A primeira regulamentação específica do TSE sobre inteligência artificial entrou em vigor nas eleições municipais de 2024. À época, a Corte proibiu o uso de deepfakes na propaganda eleitoral e estabeleceu restrições ao emprego de robôs para interação com eleitores. Técnicos do tribunal, porém, avaliam que a rápida evolução da tecnologia exige medidas adicionais de fiscalização e controle.
Desde o ano passado, novos alertas vêm sendo encaminhados à Justiça Eleitoral. O Comitê Nacional de Cibersegurança (CNCiber), ligado ao Gabinete de Segurança Institucional (GSI), apresentou à presidente do TSE, ministra Cármen Lúcia, um memorial sobre os riscos da atuação de influenciadores digitais artificiais.
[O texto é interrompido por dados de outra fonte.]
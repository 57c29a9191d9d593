//! Slot-segmented word buffer used for every shader input and output
//!
//! A [`ShaderBuffer`] is a flat `Vec<u32>` divided into slots, one per
//! [`DataFormat`], each `arity` words wide. A cursor walks the slots in
//! order: every typed `read_*`/`write_*` call consumes the current slot and
//! advances to the next one, so a shader reads its inputs and writes its
//! outputs in declaration order without naming them.
//!
//! The buffers are scratch storage. The rasterizer allocates a handful per
//! program and reuses them for every vertex and fragment, so nothing here
//! allocates after construction.
//!
//! # Conversions
//!
//! Words hold raw bits. Float slots store `f32` bits, int slots store `i32`
//! bits. Typed accessors convert as follows:
//!
//! | slot  | accessor | write                 | read                    |
//! |-------|----------|-----------------------|-------------------------|
//! | int   | int      | identity              | identity                |
//! | int   | float    | store the `f32` bits  | reinterpret the bits    |
//! | float | int      | numeric `i32 as f32`  | numeric `f32 as i32`    |
//! | float | float    | identity              | identity                |
//!
//! Byte, Short and Double slots cannot be accessed through typed accessors;
//! vertex attribute conversion unpacks them into int/float slots first.
//!
//! # Arity mismatch
//!
//! Accessing more components than the slot declares reads zeros and drops
//! the extra writes. Accessing fewer still advances past the whole slot.
//! Reads past the final slot return zeros and writes are dropped.

use crate::error::{RasterError, Result};
use crate::format::{DataFormat, ElementType};
use std::ops::Range;

#[derive(Debug, Clone)]
pub struct ShaderBuffer {
    words: Vec<u32>,
    formats: Vec<DataFormat>,
    /// Start word of each slot plus one trailing entry holding the total length
    offsets: Vec<usize>,
    cursor: usize,
    slot: usize,
}

impl ShaderBuffer {
    pub fn new(formats: &[DataFormat]) -> Self {
        let mut buffer = Self {
            words: Vec::new(),
            formats: Vec::new(),
            offsets: Vec::new(),
            cursor: 0,
            slot: 0,
        };
        buffer.set_formats(formats);
        buffer
    }

    /// Re-segment the buffer, reusing its allocation where possible
    ///
    /// Contents are zeroed and the cursor rewound.
    pub fn set_formats(&mut self, formats: &[DataFormat]) {
        self.formats.clear();
        self.formats.extend_from_slice(formats);
        self.offsets.clear();
        let mut total = 0;
        for format in formats {
            self.offsets.push(total);
            total += format.arity();
        }
        self.offsets.push(total);
        self.words.clear();
        self.words.resize(total, 0);
        self.cursor = 0;
        self.slot = 0;
    }

    pub fn formats(&self) -> &[DataFormat] {
        &self.formats
    }

    pub fn slot_count(&self) -> usize {
        self.formats.len()
    }

    /// Capacity in words: the sum of all slot arities
    pub fn len(&self) -> usize {
        self.words.len()
    }

    pub fn is_empty(&self) -> bool {
        self.words.is_empty()
    }

    /// Word range covered by slot `index`
    pub fn slot_range(&self, index: usize) -> Range<usize> {
        self.offsets[index]..self.offsets[index + 1]
    }

    pub fn words(&self) -> &[u32] {
        &self.words
    }

    pub fn words_mut(&mut self) -> &mut [u32] {
        &mut self.words
    }

    /// Index of the slot the cursor is in
    pub fn slot(&self) -> usize {
        self.slot
    }

    /// Format of the slot the cursor is in, `None` past the final slot
    pub fn current_format(&self) -> Option<DataFormat> {
        self.formats.get(self.slot).copied()
    }

    /// Rewind for a new write phase
    pub fn clear(&mut self) {
        self.cursor = 0;
        self.slot = 0;
    }

    /// End the write phase and rewind for reading; data is left untouched
    pub fn flip(&mut self) {
        self.cursor = 0;
        self.slot = 0;
    }

    /// Skip the rest of the current slot and move to the next one
    pub fn advance(&mut self) {
        if self.slot < self.formats.len() {
            self.slot += 1;
            self.cursor = self.offsets[self.slot];
        }
    }

    /// Copy contents from a buffer with the same layout; cursor is rewound
    pub fn copy_from(&mut self, other: &ShaderBuffer) {
        debug_assert_eq!(self.formats, other.formats);
        self.words.copy_from_slice(&other.words);
        self.cursor = 0;
        self.slot = 0;
    }

    /// Four floats starting at `word`, used for the position slot
    #[inline]
    pub fn vec4_at(&self, word: usize) -> [f32; 4] {
        [
            f32::from_bits(self.words[word]),
            f32::from_bits(self.words[word + 1]),
            f32::from_bits(self.words[word + 2]),
            f32::from_bits(self.words[word + 3]),
        ]
    }

    #[inline]
    pub fn set_vec4_at(&mut self, word: usize, v: [f32; 4]) {
        for (dst, src) in self.words[word..word + 4].iter_mut().zip(v) {
            *dst = src.to_bits();
        }
    }

    // -- raw access -------------------------------------------------------

    /// Read one word without conversion; 0 past the end
    #[inline]
    pub fn read_raw(&mut self) -> u32 {
        match self.words.get(self.cursor).copied() {
            Some(word) => {
                self.cursor += 1;
                self.sync_slot();
                word
            }
            None => 0,
        }
    }

    /// Write one word without conversion; dropped past the end
    #[inline]
    pub fn write_raw(&mut self, word: u32) {
        if let Some(dst) = self.words.get_mut(self.cursor) {
            *dst = word;
            self.cursor += 1;
            self.sync_slot();
        }
    }

    #[inline]
    fn sync_slot(&mut self) {
        while self.slot < self.formats.len() && self.cursor >= self.offsets[self.slot + 1] {
            self.slot += 1;
        }
    }

    // -- typed access -----------------------------------------------------

    fn checked_element(&self, accessor: &'static str) -> Result<Option<ElementType>> {
        match self.current_format() {
            None => Ok(None),
            Some(format) => match format.element() {
                ElementType::Int | ElementType::Float => Ok(Some(format.element())),
                element => Err(RasterError::UnsupportedFormat { element, accessor }),
            },
        }
    }

    /// Take up to `N` words from the current slot, zero-filling past its arity
    fn take<const N: usize>(&mut self) -> [u32; N] {
        let mut out = [0u32; N];
        let range = self.slot_range(self.slot);
        let available = range.len().min(N);
        out[..available].copy_from_slice(&self.words[range.start..range.start + available]);
        self.advance();
        out
    }

    /// Store up to the slot's arity of `values`, dropping the rest
    fn put<const N: usize>(&mut self, values: [u32; N]) {
        let range = self.slot_range(self.slot);
        let count = range.len().min(N);
        self.words[range.start..range.start + count].copy_from_slice(&values[..count]);
        self.advance();
    }

    /// Read `N` floats from the current slot
    pub fn read_floats<const N: usize>(&mut self) -> Result<[f32; N]> {
        if self.checked_element("float")?.is_none() {
            return Ok([0.0; N]);
        }
        // Float slots hold f32 bits; int slots are reinterpreted, not converted
        Ok(self.take::<N>().map(f32::from_bits))
    }

    /// Read `N` ints from the current slot
    pub fn read_ints<const N: usize>(&mut self) -> Result<[i32; N]> {
        let Some(element) = self.checked_element("int")? else {
            return Ok([0; N]);
        };
        let words = self.take::<N>();
        Ok(match element {
            ElementType::Float => words.map(|w| f32::from_bits(w) as i32),
            _ => words.map(|w| w as i32),
        })
    }

    /// Write `N` floats into the current slot
    pub fn write_floats<const N: usize>(&mut self, values: [f32; N]) -> Result<()> {
        if self.checked_element("float")?.is_none() {
            return Ok(());
        }
        self.put(values.map(f32::to_bits));
        Ok(())
    }

    /// Write `N` ints into the current slot
    pub fn write_ints<const N: usize>(&mut self, values: [i32; N]) -> Result<()> {
        let Some(element) = self.checked_element("int")? else {
            return Ok(());
        };
        let words = match element {
            ElementType::Float => values.map(|v| (v as f32).to_bits()),
            _ => values.map(|v| v as u32),
        };
        self.put(words);
        Ok(())
    }

    pub fn read_float(&mut self) -> Result<f32> {
        Ok(self.read_floats::<1>()?[0])
    }

    pub fn read_vec2(&mut self) -> Result<[f32; 2]> {
        self.read_floats()
    }

    pub fn read_vec3(&mut self) -> Result<[f32; 3]> {
        self.read_floats()
    }

    pub fn read_vec4(&mut self) -> Result<[f32; 4]> {
        self.read_floats()
    }

    pub fn read_int(&mut self) -> Result<i32> {
        Ok(self.read_ints::<1>()?[0])
    }

    pub fn read_ivec2(&mut self) -> Result<[i32; 2]> {
        self.read_ints()
    }

    pub fn read_ivec3(&mut self) -> Result<[i32; 3]> {
        self.read_ints()
    }

    pub fn read_ivec4(&mut self) -> Result<[i32; 4]> {
        self.read_ints()
    }

    pub fn write_float(&mut self, v: f32) -> Result<()> {
        self.write_floats([v])
    }

    pub fn write_vec2(&mut self, v: [f32; 2]) -> Result<()> {
        self.write_floats(v)
    }

    pub fn write_vec3(&mut self, v: [f32; 3]) -> Result<()> {
        self.write_floats(v)
    }

    pub fn write_vec4(&mut self, v: [f32; 4]) -> Result<()> {
        self.write_floats(v)
    }

    pub fn write_int(&mut self, v: i32) -> Result<()> {
        self.write_ints([v])
    }

    pub fn write_ivec2(&mut self, v: [i32; 2]) -> Result<()> {
        self.write_ints(v)
    }

    pub fn write_ivec3(&mut self, v: [i32; 3]) -> Result<()> {
        self.write_ints(v)
    }

    pub fn write_ivec4(&mut self, v: [i32; 4]) -> Result<()> {
        self.write_ints(v)
    }
}
//! Core rendering primitives shared by every prism backend.

pub mod graphics;
pub mod logging;
pub mod renderer;

pub mod types {
    use crate::graphics::ColorOps;
    use serde::{Deserialize, Serialize};

    /// Row-major ARGB8888 color plane
    #[derive(Debug, Clone, PartialEq, Eq, Serialize, Deserialize)]
    pub struct Frame {
        pub width: u32,
        pub height: u32,
        pub pixels: Vec<u32>,
    }

    impl Frame {
        pub fn new(width: u32, height: u32) -> Self {
            Self {
                width,
                height,
                pixels: vec![0; (width * height) as usize],
            }
        }

        pub fn fill(&mut self, color: u32) {
            self.pixels.fill(color);
        }

        pub fn get(&self, x: u32, y: u32) -> Option<u32> {
            if x < self.width && y < self.height {
                Some(self.pixels[(y * self.width + x) as usize])
            } else {
                None
            }
        }

        /// Pixels as `[r, g, b, a]` bytes, top row first
        pub fn to_rgba_bytes(&self) -> Vec<u8> {
            self.pixels
                .iter()
                .flat_map(|&p| ColorOps::to_rgba_bytes(p))
                .collect()
        }
    }
}
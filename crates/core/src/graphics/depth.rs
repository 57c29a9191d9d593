//! Depth plane for hidden surface removal
//!
//! Depth is stored as unsigned 16-bit values covering the normalized window
//! depth range:
//! - 0x0000 = near plane (`z = 0.0`)
//! - 0xFFFF = far plane (`z = 1.0`), the cleared state
//!
//! ```
//! use prism_core::graphics::DepthBuffer;
//!
//! let mut depth = DepthBuffer::new(320, 240);
//! let z = DepthBuffer::quantize(0.25);
//! if depth.test(100, 100, z) {
//!     depth.store(100, 100, z);
//! }
//! ```

/// Farthest representable depth, used when clearing
pub const DEPTH_FAR: u16 = 0xFFFF;

/// Row-major 16-bit depth plane
#[derive(Debug, Clone)]
pub struct DepthBuffer {
    width: u32,
    height: u32,
    buffer: Vec<u16>,
}

impl DepthBuffer {
    /// Create a depth plane with every sample at the far plane
    pub fn new(width: u32, height: u32) -> Self {
        Self {
            width,
            height,
            buffer: vec![DEPTH_FAR; (width * height) as usize],
        }
    }

    /// Map a normalized depth in `[0, 1]` onto the full 16-bit range
    ///
    /// Values outside the range are clamped; NaN maps to the far plane so it
    /// never wins a depth test.
    #[inline]
    pub fn quantize(z: f32) -> u16 {
        if z.is_nan() {
            return DEPTH_FAR;
        }
        (z.clamp(0.0, 1.0) * DEPTH_FAR as f32).round() as u16
    }

    /// Reset every sample to the far plane
    pub fn clear(&mut self) {
        self.buffer.fill(DEPTH_FAR);
    }

    pub fn width(&self) -> u32 {
        self.width
    }

    pub fn height(&self) -> u32 {
        self.height
    }

    #[inline]
    fn index(&self, x: u32, y: u32) -> Option<usize> {
        if x < self.width && y < self.height {
            Some((y * self.width + x) as usize)
        } else {
            None
        }
    }

    /// Depth test without side effects: nearer (smaller) values pass
    ///
    /// Out-of-bounds samples always fail.
    #[inline]
    pub fn test(&self, x: u32, y: u32, depth: u16) -> bool {
        match self.index(x, y) {
            Some(idx) => depth < self.buffer[idx],
            None => false,
        }
    }

    /// Unconditionally store a depth sample; out-of-bounds writes are ignored
    #[inline]
    pub fn store(&mut self, x: u32, y: u32, depth: u16) {
        if let Some(idx) = self.index(x, y) {
            self.buffer[idx] = depth;
        }
    }

    /// Combined depth test and write, returning whether the sample passed
    #[inline]
    pub fn test_and_update(&mut self, x: u32, y: u32, depth: u16) -> bool {
        match self.index(x, y) {
            Some(idx) if depth < self.buffer[idx] => {
                self.buffer[idx] = depth;
                true
            }
            _ => false,
        }
    }

    /// Read a depth sample; `None` when out of bounds
    pub fn read(&self, x: u32, y: u32) -> Option<u16> {
        self.index(x, y).map(|idx| self.buffer[idx])
    }

    /// Resize and clear to the far plane
    pub fn resize(&mut self, width: u32, height: u32) {
        self.width = width;
        self.height = height;
        self.buffer = vec![DEPTH_FAR; (width * height) as usize];
    }
}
Segundo técnicos da Corte, há um vazio jurídico em relação a esses personagens virtuais, que não se enquadram como pessoas físicas nem jurídicas. Também persiste a dúvida sobre quem deve ser responsabilizado por eventuais irregularidades, como discursos de ódio: o desenvolvedor da tecnologia ou quem contratou o serviço.
Outro ponto sensível debatido internamente diz respeito à violência política de gênero, tema prioritário da gestão da ministra Cármen Lúcia. Em audiência pública recente, especialistas alertaram para o uso de deepfakes na criação e disseminação de nudes falsos com o objetivo de descredibilizar candidatas.
O TSE também tem recebido questionamentos da sociedade por meio de seus canais de ouvidoria. Entre eles, dúvidas sobre como identificar jingles produzidos com IA e se eleitores podem entrar na cabine de votação usando óculos inteligentes, equipados com câmeras e outros recursos.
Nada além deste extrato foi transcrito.